The large orbits of plagiosaurids have only been extensively analyzed in a single study (Schoch et al., 2014), which put forth two plausible eye structures. According to this study, because of their incredibly flat and vertically compressed skulls, it is unlikely that the eyes actually filled the space of the large orbits because these hypothetically large eyes would permanently protrude into at least part of the palate. Thus, it is most plausible that, like many modern amphibians, the eyes of these animals were actually significantly smaller than the orbit and positioned toward the front of the skull, though there is not enough data to make a conclusive judgment about their exact position.

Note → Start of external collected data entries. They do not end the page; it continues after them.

//! Cursor-paginated directory search client (reqwest-based).

use crate::auth::TokenProvider;
use crate::error::{DirectoryError, DirectoryResult};
use crate::models::DirectorySearchResponse;
use reqwest::Client;
use std::time::Duration;
use tracing::debug;

/// Field projection requested on every search: exactly the fields the
/// comparison rules consume.
const SEARCH_FIELDS: &str =
    "id,userName,email,givenName,surname,accountStatus,externalRawId,externalIdHasDashes";

/// Directory search client.
///
/// Wraps `reqwest::Client` with the directory's cursor-paged query protocol
/// and bearer authentication.
#[derive(Debug, Clone)]
pub struct DirectoryClient {
    /// Base URL of the directory service.
    base_url: String,
    /// Authentication handler.
    auth: TokenProvider,
    /// Underlying HTTP client.
    http_client: Client,
}

impl DirectoryClient {
    /// Create a new directory client.
    pub fn new(base_url: String, auth: TokenProvider, timeout: Duration) -> DirectoryResult<Self> {
        let http_client = Client::builder()
            .timeout(timeout)
            .user_agent("crosswalk-directory/1.0")
            .build()
            .map_err(|e| {
                DirectoryError::InvalidConfig(format!("Failed to build HTTP client: {e}"))
            })?;

        // Normalize base URL: strip trailing slash.
        let base_url = base_url.trim_end_matches('/').to_string();

        Ok(Self {
            base_url,
            auth,
            http_client,
        })
    }

    /// Create a client with a pre-built `reqwest::Client` (for testing).
    #[must_use]
    pub fn with_http_client(base_url: String, auth: TokenProvider, http_client: Client) -> Self {
        let base_url = base_url.trim_end_matches('/').to_string();
        Self {
            base_url,
            auth,
            http_client,
        }
    }

    /// Get the base URL.
    #[must_use]
    pub fn base_url(&self) -> &str {
        &self.base_url
    }

    /// Eagerly obtain (or refresh) a token, surfacing authentication
    /// failures before any paging starts.
    pub async fn authenticate(&self) -> DirectoryResult<()> {
        self.auth.get_bearer_token().await.map(drop)
    }

    /// Fetch one page of users matching `filter`.
    ///
    /// Always requests the fixed comparison field projection. An empty
    /// `results` array or an absent `next_cursor` in the response both
    /// signal the end of pagination.
    pub async fn search(
        &self,
        filter: &str,
        page_size: u32,
        cursor: Option<&str>,
    ) -> DirectoryResult<DirectorySearchResponse> {
        let url = format!("{}/directory/v1/users", self.base_url);
        debug!(
            filter,
            page_size,
            has_cursor = cursor.is_some(),
            "Directory search"
        );

        let mut query: Vec<(&str, String)> = vec![
            ("_queryFilter", filter.to_string()),
            ("_fields", SEARCH_FIELDS.to_string()),
            ("_pageSize", page_size.to_string()),
        ];
        if let Some(cursor) = cursor {
            query.push(("_pagedResultsCookie", cursor.to_string()));
        }

        let builder = self
            .http_client
            .get(&url)
            .query(&query)
            .header("Accept", "application/json");
        let builder = self.auth.apply(builder).await?;
        let response = builder.send().await?;

        let status = response.status();
        if !status.is_success() {
            let body = response
                .text()
                .await
                .unwrap_or_else(|_| "<no body>".to_string());
            return Err(DirectoryError::Search {
                status: status.as_u16(),
                body,
            });
        }

        let body = response.text().await?;
        let page: DirectorySearchResponse = serde_json::from_str(&body)
            .map_err(|e| DirectoryError::Parse(format!("search response: {e}")))?;

        debug!(
            result_count = page.results.len(),
            has_more = page.next_cursor.is_some(),
            "Directory search returned"
        );
        Ok(page)
    }
}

The alternate hypothesis is that the group had large, flat, lensless eyes similar to a family of deep sea teleost fish, the Ipnopidae (especially the type genus, Ipnops). These lensless eyes would allow plagiosaurids to detect when something is moving directly above them by causing a shadow in the light detected by the retina. While not observed among modern amphibians today, this hypothesis does align with the interpreted life habit of plagiosaurids and helps to explain the abnormal space afforded to the orbits of these animals.

Plagiosaurids also represent an interesting case of extreme evolutionary and morphological stasis. The features of these animals change very little through their evolutionary history despite changes. Schoch and Witzmann analyzed the collections of Gerrothorax material and noted that, despite being recovered from multiple environments that encompass approximately 40 million years of time, the general body plan of Gerrothorax was relatively static. This was interpreted to support a relatively high degree of biological flexibility in these animals despite their unique morphology.